Voilà une surprise de nature à apporter du crédit à l'Union européenne : le Parlement de Bruxelles a finalement voté le paquet mobilité, le 4 avril, contribuant à établir des règles sociales communes aux 28 pays membres dans le transport routier.
Et pourtant, ce n'était pas gagné, comme le craignaient les organisations professionnelles quelques jours plus tôt (cliquez sur le lien pour en savoir plus), tant les représentants d'une vision libérale du transport routier avaient déposé d'amendements au texte.
Mais les parlementaires se sont retroussés les manches et ont fini par trouver un accord sur les sujets qui fâchent. "On obtient une sorte d’harmonisation sociale vers le haut à laquelle peu voulaient encore croire du côté des pays qui forment l’Alliance du routier, tant les pays de Visegràd était arc-boutés sur le statu quo et ont essayé jusqu’à la dernière minute de bloquer toute réforme", souligne la Fédération nationale des transporteurs routiers (FNTR).
Le Parlement européen a, entre autres, adopté les mesures suivantes :
• l’application du principe de détachement hors opérations bilatérales et de transit ;
• l’interdiction des temps de repos hebdomadaires réguliers dans la cabine ;
• le retour à son domicile du conducteur toutes les quatre semaines ;
• le retour obligatoire du véhicule toutes les 4 semaines au siège de sa société ;
• un délai de carence après les opérations de cabotage.
Adoption avant les élections ?
Le travail des eurodéputés devrait être consolidé dans un texte ratifié par le Conseil des ministres des Transports, la Commission européenne et le Parlement, réunis en trilogue. La commissaire en charge des transports souhaite que cette rencontre tripartite ait lieu avant les prochaines élections européennes (fin mai 2019). Ensuite, les différents pays auront jusqu’à l’été 2020 pour le transposer.

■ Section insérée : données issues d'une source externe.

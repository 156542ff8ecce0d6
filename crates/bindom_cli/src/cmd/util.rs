use std::path::{Path, PathBuf};

use bindom::dom::{Codec, CodecOptions, Endianness, Field, FieldKind, Value};
use serde::Serialize;

use crate::error::CliError;
use crate::layout::Layout;

/// Layout and data inputs shared by every command.
#[derive(clap::Args)]
pub struct InputArgs {
	/// Layout declaration (JSON).
	pub layout: PathBuf,
	/// Binary data to parse.
	pub data: PathBuf,
	/// Force a little-endian global default, whatever the layout declares.
	#[arg(long)]
	pub little: bool,
	/// Largest element count accepted for any array.
	#[arg(long = "max-array")]
	pub max_array: Option<usize>,
}

/// Parsed document together with the bytes it came from.
pub(crate) struct Loaded {
	pub(crate) root: Field,
	pub(crate) options: CodecOptions,
	pub(crate) data: Vec<u8>,
	pub(crate) consumed: usize,
}

/// Load the layout, read the data file, and parse it into a fresh tree.
pub(crate) fn load(input: &InputArgs) -> Result<Loaded, CliError> {
	let layout = Layout::load(&input.layout)?;
	let mut options = layout.codec_options()?;
	if input.little {
		options.endian = Endianness::Little;
	}
	if let Some(max_array) = input.max_array {
		options.max_array_elems = max_array;
	}

	let mut root = layout.root()?;
	let data = read_file(&input.data)?;
	let consumed = root.parse(&mut data.as_slice(), &options)?;
	tracing::debug!(consumed, size = data.len(), "parsed data file");

	Ok(Loaded {
		root,
		options,
		data,
		consumed,
	})
}

pub(crate) fn read_file(path: &Path) -> Result<Vec<u8>, CliError> {
	std::fs::read(path).map_err(|source| CliError::Io {
		path: path.to_path_buf(),
		source,
	})
}

pub(crate) fn write_file(path: &Path, bytes: &[u8]) -> Result<(), CliError> {
	std::fs::write(path, bytes).map_err(|source| CliError::Io {
		path: path.to_path_buf(),
		source,
	})
}

/// Print one pretty JSON document to stdout.
pub(crate) fn emit_json<T: Serialize>(payload: &T) -> Result<(), CliError> {
	println!("{}", serde_json::to_string_pretty(payload)?);
	Ok(())
}

/// JSON shape of one tree node.
#[derive(Serialize)]
pub(crate) struct FieldJson {
	pub(crate) name: Option<String>,
	pub(crate) kind: &'static str,
	#[serde(skip_serializing_if = "Option::is_none")]
	pub(crate) value: Option<serde_json::Value>,
	#[serde(skip_serializing_if = "Option::is_none")]
	pub(crate) children: Option<Vec<FieldJson>>,
}

impl FieldJson {
	pub(crate) fn from_field(field: &Field) -> Self {
		let children = match field.kind() {
			FieldKind::Array(items) => Some(items.iter().map(FieldJson::from_field).collect()),
			FieldKind::Struct(members) => Some(members.iter().map(FieldJson::from_field).collect()),
			_ => None,
		};
		Self {
			name: field.name().map(str::to_owned),
			kind: field.kind_name(),
			value: children.is_none().then(|| value_to_json(&field.value())),
			children,
		}
	}
}

pub(crate) fn value_to_json(value: &Value) -> serde_json::Value {
	use serde_json::{Map, Value as JsonValue};

	match value {
		Value::Void => JsonValue::Null,
		Value::Int(v) => serde_json::json!(v),
		Value::UInt(v) => serde_json::json!(v),
		Value::Float(v) => serde_json::json!(v),
		Value::Bytes(v) => match std::str::from_utf8(v) {
			Ok(text) => serde_json::json!(text),
			Err(_) => JsonValue::Array(v.iter().map(|item| serde_json::json!(item)).collect()),
		},
		Value::Text(v) => serde_json::json!(v),
		Value::Array(items) => JsonValue::Array(items.iter().map(value_to_json).collect()),
		Value::Struct(item) => {
			let fields: Map<String, JsonValue> = item
				.fields
				.iter()
				.map(|field| (field.name.to_string(), value_to_json(&field.value)))
				.collect();
			JsonValue::Object(fields)
		}
	}
}

/// Print a node and its descendants as an indented listing.
pub(crate) fn print_field(field: &Field, indent: usize) {
	let pad = " ".repeat(indent);
	let name = field.name().unwrap_or("<root>");
	match field.kind() {
		FieldKind::Array(items) => {
			println!("{pad}{name}: array[{}]", items.len());
			for item in items.iter() {
				print_field(item, indent + 2);
			}
		}
		FieldKind::Struct(members) => {
			println!("{pad}{name}: struct");
			for member in members.iter() {
				print_field(member, indent + 2);
			}
		}
		_ => println!("{pad}{name}: {} = {}", field.kind_name(), render_value(&field.value())),
	}
}

/// Render a leaf value for text output.
pub(crate) fn render_value(value: &Value) -> String {
	match value {
		Value::Void => "void".to_owned(),
		Value::Int(v) => v.to_string(),
		Value::UInt(v) => v.to_string(),
		Value::Float(v) => v.to_string(),
		Value::Bytes(v) => format!("\"{}\"", v.escape_ascii()),
		Value::Text(v) => format!("{v:?}"),
		Value::Array(items) => format!("[{} items]", items.len()),
		Value::Struct(item) => format!("{{{} fields}}", item.fields.len()),
	}
}

/// Parse a command-line literal into a value suited to `target`.
///
/// Integers accept decimal or `0x`-prefixed hex with an optional sign; text
/// fields take the literal verbatim.
pub(crate) fn parse_literal(target: &Field, literal: &str) -> Result<Value, CliError> {
	let invalid = |reason: String| CliError::InvalidAssignment {
		input: literal.to_owned(),
		reason,
	};

	match target.kind() {
		FieldKind::Number(number) if number.kind().codec() == Codec::Float => literal
			.parse::<f64>()
			.map(Value::Float)
			.map_err(|_| invalid(format!("expected a {} literal", number.kind().as_str()))),
		FieldKind::Number(number) => parse_int(literal)
			.or_else(|| literal.parse::<f64>().ok().map(Value::Float))
			.ok_or_else(|| invalid(format!("expected a {} literal", number.kind().as_str()))),
		FieldKind::Str(_) | FieldKind::WStr(_) => Ok(Value::Text(literal.to_owned())),
		other => Err(invalid(format!("cannot assign a literal to a {} field", other.label()))),
	}
}

fn parse_int(literal: &str) -> Option<Value> {
	let (negative, digits) = match literal.strip_prefix('-') {
		Some(rest) => (true, rest),
		None => (false, literal.strip_prefix('+').unwrap_or(literal)),
	};
	let magnitude = match digits.strip_prefix("0x").or_else(|| digits.strip_prefix("0X")) {
		Some(hex) => u64::from_str_radix(hex, 16).ok()?,
		None => digits.parse::<u64>().ok()?,
	};

	if negative {
		let value = 0_i128 - i128::from(magnitude);
		i64::try_from(value).ok().map(Value::Int)
	} else {
		Some(Value::UInt(magnitude))
	}
}
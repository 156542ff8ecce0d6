use std::fmt;

use crate::dom::{BindomError, Field, FieldKind, Result};

/// One parsed operation in a field path expression.
#[derive(Debug, Clone, PartialEq, Eq)]
pub enum PathStep {
	/// Select a named struct member.
	Field(String),
	/// Select an array element by zero-based index.
	Index(usize),
}

/// Parsed field path expression such as `header.entries[2].size`.
#[derive(Debug, Clone, PartialEq, Eq)]
pub struct FieldPath {
	/// Ordered sequence of path steps.
	pub steps: Vec<PathStep>,
}

impl FieldPath {
	/// Parse dotted member syntax with optional `[index]` selectors.
	pub fn parse(input: &str) -> Result<Self> {
		let invalid = || BindomError::InvalidFieldPath { path: input.to_owned() };
		let mut steps = Vec::new();

		for segment in input.split('.') {
			let (name, mut selectors) = segment.split_at(segment.find('[').unwrap_or(segment.len()));
			if !is_member_name(name) {
				return Err(invalid());
			}
			steps.push(PathStep::Field(name.to_owned()));

			while !selectors.is_empty() {
				let (index, rest) = selectors.strip_prefix('[').and_then(|inner| inner.split_once(']')).ok_or_else(invalid)?;
				if index.is_empty() || !index.bytes().all(|byte| byte.is_ascii_digit()) {
					return Err(invalid());
				}
				steps.push(PathStep::Index(index.parse().map_err(|_| invalid())?));
				selectors = rest;
			}
		}

		Ok(Self { steps })
	}
}

fn is_member_name(name: &str) -> bool {
	!name.is_empty() && name.bytes().all(|byte| byte.is_ascii_alphanumeric() || byte == b'_')
}

impl fmt::Display for FieldPath {
	fn fmt(&self, f: &mut fmt::Formatter<'_>) -> fmt::Result {
		for (i, item) in self.steps.iter().enumerate() {
			match item {
				PathStep::Field(name) if i == 0 => write!(f, "{name}")?,
				PathStep::Field(name) => write!(f, ".{name}")?,
				PathStep::Index(index) => write!(f, "[{index}]")?,
			}
		}
		Ok(())
	}
}

pub(crate) fn step<'a>(field: &'a Field, item: &PathStep) -> Result<&'a Field> {
	match (item, field.kind()) {
		(PathStep::Field(name), FieldKind::Struct(members)) => members.get(name),
		(PathStep::Index(index), FieldKind::Array(items)) => items.get(*index),
		(PathStep::Field(_), _) => Err(BindomError::TypeMismatch {
			expected: "struct",
			got: field.kind_name(),
		}),
		(PathStep::Index(_), _) => Err(BindomError::TypeMismatch {
			expected: "array",
			got: field.kind_name(),
		}),
	}
}

pub(crate) fn step_mut<'a>(field: &'a mut Field, item: &PathStep) -> Result<&'a mut Field> {
	let got = field.kind_name();
	match (item, field.kind_mut()) {
		(PathStep::Field(name), FieldKind::Struct(members)) => members.get_mut(name),
		(PathStep::Index(index), FieldKind::Array(items)) => items.get_mut(*index),
		(PathStep::Field(_), _) => Err(BindomError::TypeMismatch { expected: "struct", got }),
		(PathStep::Index(_), _) => Err(BindomError::TypeMismatch { expected: "array", got }),
	}
}

#[cfg(test)]
mod tests;
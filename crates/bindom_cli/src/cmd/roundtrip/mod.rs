use crate::cmd::util::{InputArgs, emit_json, load};
use crate::error::CliError;

#[derive(clap::Args)]
pub struct Args {
	#[command(flatten)]
	pub input: InputArgs,
	#[arg(long)]
	pub json: bool,
}

/// Parse a data file, rebuild it, and compare against the consumed prefix.
///
/// Bytes after the parsed prefix are reported as trailing and not compared.
pub fn run(args: Args) -> Result<(), CliError> {
	let Args { input, json } = args;
	let loaded = load(&input)?;
	let built = loaded.root.build(&loaded.options)?;

	let original = &loaded.data[..loaded.consumed];
	let mismatch = first_mismatch(original, &built);
	let trailing = loaded.data.len() - loaded.consumed;

	if json {
		emit_json(&RoundtripJson {
			data: input.data.display().to_string(),
			consumed: loaded.consumed,
			built: built.len(),
			trailing,
			matches: mismatch.is_none(),
			mismatch_offset: mismatch,
		})?;
	} else {
		println!("data: {}", input.data.display());
		println!("consumed: {}", loaded.consumed);
		println!("built: {}", built.len());
		println!("trailing: {trailing}");
		println!("matches: {}", mismatch.is_none());
	}

	match mismatch {
		Some(offset) => Err(CliError::RoundTripMismatch { offset }),
		None => Ok(()),
	}
}

fn first_mismatch(original: &[u8], built: &[u8]) -> Option<usize> {
	original
		.iter()
		.zip(built)
		.position(|(a, b)| a != b)
		.or_else(|| (original.len() != built.len()).then(|| original.len().min(built.len())))
}

#[derive(serde::Serialize)]
struct RoundtripJson {
	data: String,
	consumed: usize,
	built: usize,
	trailing: usize,
	matches: bool,
	#[serde(skip_serializing_if = "Option::is_none")]
	mismatch_offset: Option<usize>,
}

#[cfg(test)]
mod tests;
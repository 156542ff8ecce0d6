use std::collections::HashMap;
use std::io::{Read, Write};
use std::ops::{Index, IndexMut};

use crate::dom::field::Scope;
use crate::dom::path::{step, step_mut};
use crate::dom::{BindomError, CodecOptions, Field, FieldPath, FieldValue, PathStep, Result, StructValue, Value};

/// Composite field: ordered children plus a name index.
///
/// The ordered sequence defines parse and build order and is never
/// reordered. The index maps each name to the slot of the child most recently
/// attached under it; an older child attached under the same name stays in the
/// sequence but is no longer reachable by name.
#[derive(Debug, Clone, Default)]
pub struct Struct {
	children: Vec<Field>,
	index: HashMap<Box<str>, usize>,
}

impl Struct {
	/// Create an empty struct.
	pub fn new() -> Self {
		Self::default()
	}

	/// Return this struct with `field` appended under `name`.
	pub fn with_child(mut self, name: &str, field: impl Into<Field>) -> Self {
		self.add_child(name, field);
		self
	}

	/// Append `field` under `name` and bind the name to it.
	pub fn add_child(&mut self, name: &str, field: impl Into<Field>) -> &mut Field {
		let mut field = field.into();
		field.attach(name);
		let slot = self.children.len();
		self.children.push(field);
		self.index.insert(name.into(), slot);
		&mut self.children[slot]
	}

	/// Child currently bound to `name`.
	pub fn get(&self, name: &str) -> Result<&Field> {
		let slot = self.slot(name)?;
		Ok(&self.children[slot])
	}

	/// Mutable child currently bound to `name`.
	pub fn get_mut(&mut self, name: &str) -> Result<&mut Field> {
		let slot = self.slot(name)?;
		Ok(&mut self.children[slot])
	}

	/// Whether `name` is bound.
	pub fn contains(&self, name: &str) -> bool {
		self.index.contains_key(name)
	}

	/// Assign a value to the child bound to `name` in place.
	///
	/// The child keeps its identity and position.
	pub fn set(&mut self, name: &str, value: impl Into<Value>) -> Result<()> {
		self.get_mut(name)?.set_value(value)
	}

	/// Replace the child bound to `name` with `field`, in the same ordered slot.
	///
	/// Returns the previous child. Later builds emit the new field in place of the old one.
	pub fn replace(&mut self, name: &str, field: impl Into<Field>) -> Result<Field> {
		let slot = self.slot(name)?;
		let mut field = field.into();
		field.attach(name);
		Ok(std::mem::replace(&mut self.children[slot], field))
	}

	/// Number of children in the ordered sequence.
	pub fn len(&self) -> usize {
		self.children.len()
	}

	/// Whether the struct has no children.
	pub fn is_empty(&self) -> bool {
		self.children.is_empty()
	}

	/// Iterate children in parse/build order.
	pub fn iter(&self) -> std::slice::Iter<'_, Field> {
		self.children.iter()
	}

	/// Child names in parse/build order, including children no longer bound by name.
	pub fn names(&self) -> impl Iterator<Item = &str> {
		self.children.iter().map(|child| child.name().unwrap_or_default())
	}

	/// Iterate children mutably in parse/build order.
	pub fn iter_mut(&mut self) -> std::slice::IterMut<'_, Field> {
		self.children.iter_mut()
	}

	/// Member values in declaration order.
	pub fn value(&self) -> StructValue {
		StructValue {
			fields: self
				.children
				.iter()
				.map(|child| FieldValue {
					name: child.name().unwrap_or_default().into(),
					value: child.value(),
				})
				.collect(),
		}
	}

	/// Parse every child in order from `reader`, returning total bytes consumed.
	///
	/// Array widths naming a member resolve against children parsed earlier in
	/// this call. If any child fails, every child keeps its pre-call state.
	pub fn parse<R: Read + ?Sized>(&mut self, reader: &mut R, options: &CodecOptions) -> Result<usize> {
		self.parse_scoped(reader, options, None)
	}

	/// Parse only the child bound to `name`, returning bytes consumed.
	///
	/// Lets a driver attach and parse members one at a time. Array widths
	/// naming a member resolve against the children placed before this one,
	/// using whatever state they currently hold. On failure the child keeps
	/// its pre-call state.
	pub fn parse_child<R: Read + ?Sized>(&mut self, name: &str, reader: &mut R, options: &CodecOptions) -> Result<usize> {
		let slot = self.slot(name)?;
		let (done, rest) = self.children.split_at_mut(slot);
		let scope = Scope { members: done, parent: None };
		rest[0].parse_scoped(reader, options, Some(&scope))
	}

	/// Serialize every child in order into a new byte vector.
	pub fn build(&self, options: &CodecOptions) -> Result<Vec<u8>> {
		let mut out = Vec::new();
		self.build_into(&mut out, options)?;
		Ok(out)
	}

	/// Serialize every child in order into `writer`, returning bytes written.
	pub fn build_into<W: Write + ?Sized>(&self, writer: &mut W, options: &CodecOptions) -> Result<usize> {
		tracing::debug!(children = self.children.len(), "building struct");
		let mut written = 0_usize;
		for child in &self.children {
			written += child.build_into(writer, options)?;
		}
		Ok(written)
	}

	/// Resolve a descendant by path, starting with a member name.
	pub fn at(&self, path: &FieldPath) -> Result<&Field> {
		let (first, rest) = split_path(path)?;
		let start = self.get(first)?;
		rest.iter().try_fold(start, |field, item| step(field, item))
	}

	/// Resolve a mutable descendant by path, starting with a member name.
	pub fn at_mut(&mut self, path: &FieldPath) -> Result<&mut Field> {
		let (first, rest) = split_path(path)?;
		let start = self.get_mut(first)?;
		rest.iter().try_fold(start, |field, item| step_mut(field, item))
	}

	pub(crate) fn parse_scoped<R: Read + ?Sized>(&mut self, reader: &mut R, options: &CodecOptions, parent: Option<&Scope<'_>>) -> Result<usize> {
		tracing::debug!(children = self.children.len(), "parsing struct");

		let mut children = self.children.clone();
		let mut consumed = 0_usize;
		for slot in 0..children.len() {
			let (done, rest) = children.split_at_mut(slot);
			let scope = Scope { members: done, parent };
			let child = &mut rest[0];
			match child.parse_scoped(reader, options, Some(&scope)) {
				Ok(n) => consumed += n,
				Err(err) => {
					tracing::debug!(member = child.name().unwrap_or_default(), error = %err, "struct parse failed, keeping previous state");
					return Err(err);
				}
			}
		}

		self.children = children;
		tracing::debug!(consumed, "parsed struct");
		Ok(consumed)
	}

	pub(crate) fn set_values(&mut self, values: StructValue) -> Result<()> {
		let mut next = self.clone();
		for FieldValue { name, value } in values.fields {
			next.set(&name, value)?;
		}
		*self = next;
		Ok(())
	}

	fn slot(&self, name: &str) -> Result<usize> {
		self.index
			.get(name)
			.copied()
			.ok_or_else(|| BindomError::UnknownMember { name: name.to_owned() })
	}
}

fn split_path(path: &FieldPath) -> Result<(&str, &[PathStep])> {
	match path.steps.split_first() {
		Some((PathStep::Field(name), rest)) => Ok((name.as_str(), rest)),
		_ => Err(BindomError::InvalidFieldPath { path: path.to_string() }),
	}
}

impl Index<&str> for Struct {
	type Output = Field;

	/// # Panics
	///
	/// Panics when `name` is not bound.
	fn index(&self, name: &str) -> &Field {
		match self.get(name) {
			Ok(field) => field,
			Err(err) => panic!("{err}"),
		}
	}
}

impl IndexMut<&str> for Struct {
	fn index_mut(&mut self, name: &str) -> &mut Field {
		match self.get_mut(name) {
			Ok(field) => field,
			Err(err) => panic!("{err}"),
		}
	}
}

Satisfaction chez les transporteurs français
"Il s’agit d’une réelle victoire pour les entreprises de transport comme pour leurs salariés, souligne la FNTR. La Fédération se mobilise depuis des mois aux côtés de ses partenaires européens pour enfin partager des règles économiques et sociales plus justes partout dans l’Union. Pour les entreprises françaises, il s’agit d’un pas sans précédent vers un rééquilibrage de la concurrence".
Et chez la ministre des Transports
"Ces votes au Parlement européen constituent une étape importante et positive dans le combat que porte la France pour une Europe qui protège les travailleurs et les entreprises", a indiqué Elisabeth Borne, ministre des Transports. "La France appelle à ce que ces compromis puissent être maintenant examinés dans les meilleurs délais dans le cadre du trilogue".
Bilan mitigé pour d'autres
"Nous pouvons être fiers d’avoir repoussé toute libéralisation concernant les temps de repos et de conduite des salariés, car cela mettait en péril leurs conditions de travail, leurs rythmes de vie et la sécurité routière, qui en dépend directement", estime Karima Delli, députée européenne membre du groupe Vert-ALE, présidente de la Commission Transport et Tourisme du Parlement européen. "Malgré les tentatives de la Commission européenne et des conservateurs, le repos régulier en cabine restera donc interdit conformément à l'arrêt récent de la CJUE, et les heures de travail ne pourront pas être légalement rallongées, pas même pour les chauffeurs de bus et cars.
Enfin, malgré les pressions de nombreux États et leurs représentants au sein du Parlement européen, nous n’avons jamais lâché sur le cabotage : limité dans le temps, avec l'obligation du retour du camion à sa base, et un encadrement pour lutter contre les entreprises boîtes aux lettres, il permettra de nous protéger de la jungle sociale voulue par certains dans le secteur, quoi qu’il arrive lors des négociations futures avec le Conseil".
L'élue, qui se représente aux prochaines élections, regrette toutefois que : "si la récente révision de la directive sur le détachement des travailleurs comportait des progrès réels, c'était au prix de l'exemption du secteur routier. Aujourd'hui, cette exception est hélas confirmée, et se traduit par la création en Europe d'une classe de salariés de seconde zone. Les chauffeuses et chauffeurs du secteur routier sont victimes du deal passé entre le gouvernement français et les États périphériques, qui en avaient fait une monnaie d'échange afin d’obtenir un accord sur la révision de la directive générale sur le détachement".